En Décembre 2008, nouveau coup de théâtre. À la demande du site américain conservateur World Net Daily, le FBI enquête officiellement sur l’affaire et, comble du comble, ne trouve rien à redire concernant la présence de cette photographie sur Wikipédia ; pour eux, cette œuvre d’art ne viole aucune loi aux États-Unis. La même année, la Fondation Britannique pour la Surveillance d’Internet (la British Internet Watch Foundation) prend le relais, et place certaines pages de Wikipédia sur sa liste noire, considérant au passage l’image de « Virgin Killer » comme potentiellement illégale au vu de la loi de 1978 sur la protection des enfants. Pourtant, une nouvelle fois, rien n’y fait ; la fondation abdiquera trois jours après s’être lancée dans cette affaire, jugeant inutile de s’acharner sur une photographie devenue aussi populaire. Sept ans plus tard, en 2015, une cour de justice suédoise statuera que l’image en question relève de la pornographie infantile.

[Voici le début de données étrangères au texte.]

//! Warehouse API Library
//!
//! Fulfillment and reverse-logistics backend: batch inventory with FEFO
//! allocation, and the order → package → transport → return lifecycle.
#![forbid(unsafe_code)]
#![deny(rust_2018_idioms)]
#![allow(elided_lifetimes_in_paths)]
#![warn(clippy::all, clippy::perf, clippy::dbg_macro)]

// Core modules
pub mod config;
pub mod db;
pub mod entities;
pub mod errors;
pub mod events;
pub mod handlers;
pub mod middleware_helpers;
pub mod migrator;
pub mod openapi;
pub mod services;
pub mod tracing;

use axum::{extract::State, response::Json, routing::get, routing::patch, routing::post, Router};
use chrono::Utc;
use sea_orm::DatabaseConnection;
use serde::{Deserialize, Serialize};
use serde_json::{json, Value};
use std::sync::Arc;
use utoipa::ToSchema;

// App state definition
#[derive(Clone)]
pub struct AppState {
    pub db: Arc<DatabaseConnection>,
    pub config: config::AppConfig,
    pub event_sender: events::EventSender,
    pub services: handlers::AppServices,
}

// Common query parameters for list endpoints
#[derive(Debug, Deserialize, ToSchema)]
pub struct ListQuery {
    #[serde(default = "default_page")]
    pub page: u64,
    #[serde(default = "default_limit")]
    pub limit: u64,
}

fn default_page() -> u64 {
    1
}
fn default_limit() -> u64 {
    20
}

// Common response wrappers
#[derive(Serialize, ToSchema)]
pub struct ApiResponse<T> {
    pub success: bool,
    pub data: Option<T>,
    pub message: Option<String>,
    #[serde(skip_serializing_if = "Option::is_none")]
    pub meta: Option<ResponseMeta>,
}

#[derive(Serialize, ToSchema)]
pub struct ResponseMeta {
    #[serde(skip_serializing_if = "Option::is_none")]
    pub request_id: Option<String>,
    pub timestamp: String,
}

impl ResponseMeta {
    fn capture() -> Self {
        Self {
            request_id: crate::tracing::current_request_id().map(|rid| rid.as_str().to_string()),
            timestamp: Utc::now().to_rfc3339(),
        }
    }
}

#[derive(Serialize, ToSchema)]
pub struct PaginatedResponse<T> {
    pub items: Vec<T>,
    pub total: u64,
    pub page: u64,
    pub limit: u64,
    pub total_pages: u64,
}

impl<T> ApiResponse<T> {
    pub fn success(data: T) -> Self {
        Self {
            success: true,
            data: Some(data),
            message: None,
            meta: Some(ResponseMeta::capture()),
        }
    }

    pub fn error(message: String) -> Self {
        Self {
            success: false,
            data: None,
            message: Some(message),
            meta: Some(ResponseMeta::capture()),
        }
    }
}

/// Standard API result type for JSON responses
pub type ApiResult<T> = Result<Json<ApiResponse<T>>, errors::ServiceError>;

/// The versioned API surface.
pub fn api_v1_routes() -> Router<AppState> {
    let orders = Router::new()
        .route("/orders", post(handlers::orders::create_order))
        .route("/orders", get(handlers::orders::list_orders))
        .route("/orders/:id", get(handlers::orders::get_order))
        .route("/orders/:id/process", post(handlers::orders::process_order))
        .route("/orders/:id/pack", post(handlers::orders::pack_order));

    let inventory = Router::new()
        .route(
            "/inventory/products",
            post(handlers::inventory::register_product),
        )
        .route(
            "/inventory/products/:id/availability",
            get(handlers::inventory::product_availability),
        )
        .route(
            "/inventory/batches",
            post(handlers::inventory::receive_batch),
        )
        .route("/inventory/batches", get(handlers::inventory::list_batches))
        .route(
            "/inventory/batches/track/:batch_number",
            get(handlers::inventory::track_batch),
        )
        .route(
            "/inventory/batches/:id/damage",
            post(handlers::inventory::mark_damaged),
        );

    let packages = Router::new()
        .route("/packages", get(handlers::packages::list_packages))
        .route("/packages/:id", get(handlers::packages::get_package))
        .route(
            "/packages/:id/status",
            patch(handlers::packages::update_package_status),
        )
        .route(
            "/packages/:id/assign-transport",
            post(handlers::packages::assign_transport),
        );

    let transports = Router::new()
        .route("/transports", get(handlers::transports::list_transports))
        .route("/transports/:id", get(handlers::transports::get_transport))
        .route(
            "/transports/:id/status",
            patch(handlers::transports::update_transport_status),
        );

    let returns = Router::new()
        .route("/returns", post(handlers::returns::create_return))
        .route("/returns", get(handlers::returns::list_returns))
        .route("/returns/:id", get(handlers::returns::get_return))
        .route(
            "/returns/:id/schedule-pickup",
            post(handlers::returns::schedule_pickup),
        )
        .route(
            "/returns/:id/mark-picked-up",
            post(handlers::returns::mark_picked_up),
        )
        .route(
            "/returns/:id/mark-received",
            post(handlers::returns::mark_received),
        )
        .route(
            "/returns/:id/process",
            post(handlers::returns::process_return),
        );

    Router::new()
        .route("/status", get(api_status))
        .route("/health", get(health_check))
        .merge(orders)
        .merge(inventory)
        .merge(packages)
        .merge(transports)
        .merge(returns)
}

async fn api_status() -> Result<Json<ApiResponse<Value>>, errors::ServiceError> {
    let version = env!("CARGO_PKG_VERSION");
    let status_data = json!({
        "status": "ok",
        "version": version,
        "service": "warehouse-api",
        "timestamp": Utc::now().to_rfc3339(),
        "environment": std::env::var("ENVIRONMENT").unwrap_or_else(|_| "development".to_string()),
    });

    Ok(Json(ApiResponse::success(status_data)))
}

async fn health_check(
    State(state): State<AppState>,
) -> Result<Json<ApiResponse<Value>>, errors::ServiceError> {
    let db_status = match state.db.ping().await {
        Ok(_) => "healthy",
        Err(_) => "unhealthy",
    };

    let health_data = json!({
        "status": db_status,
        "checks": {
            "database": db_status,
        },
        "timestamp": Utc::now().to_rfc3339(),
    });

    Ok(Json(ApiResponse::success(health_data)))
}

#[cfg(test)]
mod response_tests {
    use super::*;
    use chrono::DateTime;

    #[tokio::test]
    async fn success_response_includes_request_metadata() {
        let response =
            crate::tracing::scope_request_id(crate::tracing::RequestId::new("meta-123"), async {
                ApiResponse::success("ok")
            })
            .await;

        let meta = response.meta.expect("metadata expected");
        assert_eq!(meta.request_id.as_deref(), Some("meta-123"));
        DateTime::parse_from_rfc3339(&meta.timestamp).expect("timestamp should parse");
    }

    #[tokio::test]
    async fn error_response_includes_request_metadata() {
        let response =
            crate::tracing::scope_request_id(crate::tracing::RequestId::new("meta-err"), async {
                ApiResponse::<()>::error("oops".into())
            })
            .await;

        let meta = response.meta.expect("metadata expected");
        assert_eq!(meta.request_id.as_deref(), Some("meta-err"));
        assert!(!meta.timestamp.is_empty());
    }
}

En 2011, un nouveau shooting photo sera simulé à l’occasion du trente-cinquième anniversaire de l’album. C’est une artiste suédoise, Anneé Olofsson, qui se lancera dans ce projet. Elle ira chercher le photographe de l’époque afin de reproduire au plus près l’ambiance qui pouvait régner en 1976 dans le studio. De ce faux shooting sera extraite une captation vidéo, baptisée « A Demon’s Desire« , toujours visible aujourd’hui sur internet.

Quant à la véritable modèle de l’époque – que l’on a finit par prénommer Jaqueline, son identité n’ayant jamais été officiellement révélée – elle fera savoir, quinze ans après son shooting, qu’elle n’y voit aucun problème dans cette photographie. Alors que le groupe, au contraire, continue amèrement de la regretter.

Image extraite de la vidéo « A Demon’s Desire » (2011), un projet de Anneé Olofsson.